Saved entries
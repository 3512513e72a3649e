use crate::{
    Account, AccountStore, DateRange, ExecutionPlan, HistoryCursor, LedgerAdapter, LedgerError,
    PlanOutcome, Transaction, TransactionLog, TransactionStatus,
};
use async_trait::async_trait;
use std::collections::HashMap;
use std::sync::{Arc, Mutex, RwLock, RwLockReadGuard, RwLockWriteGuard};
use std::time::Duration;
use tokio::sync::OwnedMutexGuard;
use uuid::Uuid;

#[derive(Default)]
struct MemoryStore {
    accounts: HashMap<Uuid, Account>,
    numbers: HashMap<String, Uuid>,
    transactions: Vec<Transaction>,
    transaction_index: HashMap<Uuid, usize>,
    idempotency_keys: HashMap<String, Uuid>,
}

impl MemoryStore {
    fn record(&mut self, transaction: Transaction) {
        if let Some(key) = &transaction.idempotency_key {
            self.idempotency_keys.insert(key.clone(), transaction.id);
        }
        self.transaction_index
            .insert(transaction.id, self.transactions.len());
        self.transactions.push(transaction);
    }

    fn transaction(&self, id: Uuid) -> Option<&Transaction> {
        self.transaction_index
            .get(&id)
            .and_then(|idx| self.transactions.get(*idx))
    }
}

/// In-process ledger store.
///
/// Balance state sits behind one `RwLock` that is only held for short,
/// synchronous reads and writes. Read-check-write exclusivity comes from the
/// per-account lock table, so operations on unrelated accounts never wait on
/// each other.
pub struct MemoryAdapter {
    store: RwLock<MemoryStore>,
    account_locks: Mutex<HashMap<Uuid, Arc<tokio::sync::Mutex<()>>>>,
}

impl MemoryAdapter {
    pub fn new() -> Self {
        Self {
            store: RwLock::new(MemoryStore::default()),
            account_locks: Mutex::new(HashMap::new()),
        }
    }

    fn read(&self) -> Result<RwLockReadGuard<'_, MemoryStore>, LedgerError> {
        self.store
            .read()
            .map_err(|_| LedgerError::Unavailable("memory store poisoned".to_string()))
    }

    fn write(&self) -> Result<RwLockWriteGuard<'_, MemoryStore>, LedgerError> {
        self.store
            .write()
            .map_err(|_| LedgerError::Unavailable("memory store poisoned".to_string()))
    }

    fn account_lock(&self, id: Uuid) -> Arc<tokio::sync::Mutex<()>> {
        let mut locks = self
            .account_locks
            .lock()
            .unwrap_or_else(|poisoned| poisoned.into_inner());
        Arc::clone(locks.entry(id).or_default())
    }

    /// Lock `ids` in the order given, all within one `timeout` budget.
    pub(crate) async fn lock_accounts(
        &self,
        ids: &[Uuid],
        timeout: Duration,
    ) -> Result<Vec<OwnedMutexGuard<()>>, LedgerError> {
        let deadline = tokio::time::Instant::now() + timeout;
        let mut guards = Vec::with_capacity(ids.len());

        for id in ids {
            let lock = self.account_lock(*id);
            match tokio::time::timeout_at(deadline, lock.lock_owned()).await {
                Ok(guard) => guards.push(guard),
                Err(_) => {
                    tracing::debug!(account = %id, ?timeout, "account lock timed out");
                    return Err(LedgerError::Contention(format!(
                        "timed out after {timeout:?} waiting for account {id}"
                    )));
                }
            }
        }

        Ok(guards)
    }
}

#[async_trait]
impl AccountStore for MemoryAdapter {
    async fn insert_account(&self, account: &Account) -> Result<(), LedgerError> {
        let mut store = self.write()?;
        if store.numbers.contains_key(&account.account_number) {
            return Err(LedgerError::DuplicateAccountNumber(
                account.account_number.clone(),
            ));
        }
        store
            .numbers
            .insert(account.account_number.clone(), account.id);
        store.accounts.insert(account.id, account.clone());
        Ok(())
    }

    async fn account_by_number(&self, account_number: &str) -> Result<Option<Account>, LedgerError> {
        let store = self.read()?;
        Ok(store
            .numbers
            .get(account_number)
            .and_then(|id| store.accounts.get(id))
            .cloned())
    }

    async fn account_by_id(&self, id: Uuid) -> Result<Option<Account>, LedgerError> {
        Ok(self.read()?.accounts.get(&id).cloned())
    }

    async fn account_number_exists(&self, account_number: &str) -> Result<bool, LedgerError> {
        Ok(self.read()?.numbers.contains_key(account_number))
    }

    async fn accounts_for_owner(&self, owner_id: &str) -> Result<Vec<Account>, LedgerError> {
        let store = self.read()?;
        let mut accounts: Vec<Account> = store
            .accounts
            .values()
            .filter(|a| a.owner_id == owner_id)
            .cloned()
            .collect();
        accounts.sort_by(|a, b| (b.created_at, b.id).cmp(&(a.created_at, a.id)));
        Ok(accounts)
    }

    async fn set_account_active(
        &self,
        account_number: &str,
        active: bool,
    ) -> Result<Account, LedgerError> {
        let id = *self.read()?.numbers.get(account_number).ok_or_else(|| {
            LedgerError::not_found(crate::AccountRole::Account, account_number)
        })?;

        // Serialized with plans on the same account; account numbers never move.
        let _guard = self.account_lock(id).lock_owned().await;

        let mut store = self.write()?;
        let account = store
            .accounts
            .get_mut(&id)
            .ok_or_else(|| LedgerError::storage(format!("dangling account number {account_number}")))?;
        account.is_active = active;
        account.updated_at = crate::now();
        Ok(account.clone())
    }
}

#[async_trait]
impl TransactionLog for MemoryAdapter {
    async fn transaction(&self, id: Uuid) -> Result<Transaction, LedgerError> {
        self.read()?
            .transaction(id)
            .cloned()
            .ok_or(LedgerError::TransactionNotFound(id))
    }

    async fn transaction_by_idempotency_key(
        &self,
        hashed_key: &str,
    ) -> Result<Option<Transaction>, LedgerError> {
        let store = self.read()?;
        Ok(store
            .idempotency_keys
            .get(hashed_key)
            .and_then(|id| store.transaction(*id))
            .cloned())
    }

    async fn transactions_for_account(
        &self,
        account: Uuid,
        range: Option<&DateRange>,
        after: Option<&HistoryCursor>,
        limit: usize,
    ) -> Result<Vec<Transaction>, LedgerError> {
        let store = self.read()?;
        let mut page: Vec<Transaction> = store
            .transactions
            .iter()
            .filter(|tx| tx.involves(account))
            .filter(|tx| range.is_none_or(|r| r.contains(tx.occurred_at)))
            .filter(|tx| after.is_none_or(|c| c.precedes(tx)))
            .cloned()
            .collect();
        page.sort_by(|a, b| (b.occurred_at, b.id).cmp(&(a.occurred_at, a.id)));
        page.truncate(limit);
        Ok(page)
    }

    async fn update_transaction_status(
        &self,
        id: Uuid,
        expected: TransactionStatus,
        next: TransactionStatus,
    ) -> Result<Transaction, LedgerError> {
        let mut store = self.write()?;
        let idx = *store
            .transaction_index
            .get(&id)
            .ok_or(LedgerError::TransactionNotFound(id))?;
        let tx = &mut store.transactions[idx];
        if tx.status != expected {
            return Err(LedgerError::InvalidStatusTransition {
                from: tx.status,
                to: next,
            });
        }
        tx.status = next;
        tx.updated_at = crate::now();
        Ok(tx.clone())
    }
}

#[async_trait]
impl LedgerAdapter for MemoryAdapter {
    async fn execute_plan(
        &self,
        plan: &ExecutionPlan,
        lock_timeout: Duration,
    ) -> Result<PlanOutcome, LedgerError> {
        let lock_order = plan.lock_order();

        // Step 1: Acquire the per-account mutexes in ascending id order
        let _guards = self.lock_accounts(&lock_order, lock_timeout).await?;

        // Step 2: Idempotency check and re-read under lock
        let mut accounts = {
            let store = self.read()?;
            if let Some(existing) = plan
                .idempotency_key()
                .and_then(|key| store.idempotency_keys.get(key))
                .and_then(|id| store.transaction(*id))
            {
                return Ok(PlanOutcome::Replayed(existing.clone()));
            }

            lock_order
                .iter()
                .map(|id| {
                    store
                        .accounts
                        .get(id)
                        .cloned()
                        .ok_or_else(|| LedgerError::storage(format!("account {id} vanished")))
                })
                .collect::<Result<Vec<_>, _>>()?
        };

        // Step 3: Validate and compute new balances
        plan.apply_to(&mut accounts, crate::now())?;

        // Step 4: Commit balances and the record together
        let mut store = self.write()?;
        if let Some(key) = plan.idempotency_key() {
            // Another plan touching different accounts may have claimed the key meanwhile.
            if let Some(existing) = store
                .idempotency_keys
                .get(key)
                .and_then(|id| store.transaction(*id))
            {
                return Ok(PlanOutcome::Replayed(existing.clone()));
            }
        }
        // Only the posted fields are written; the rest of the record stays as stored.
        for account in &mut accounts {
            let stored = store
                .accounts
                .get_mut(&account.id)
                .ok_or_else(|| LedgerError::storage(format!("account {} vanished", account.id)))?;
            stored.balance = account.balance;
            stored.updated_at = account.updated_at;
            *account = stored.clone();
        }
        store.record(plan.transaction().clone());

        Ok(PlanOutcome::Committed { accounts })
    }
}

impl Default for MemoryAdapter {
    fn default() -> Self {
        Self::new()
    }
}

Work item: Count how many lines in the data above hold the string "LedgerAdapter", and give the number with no other words.

Exercise solution: 2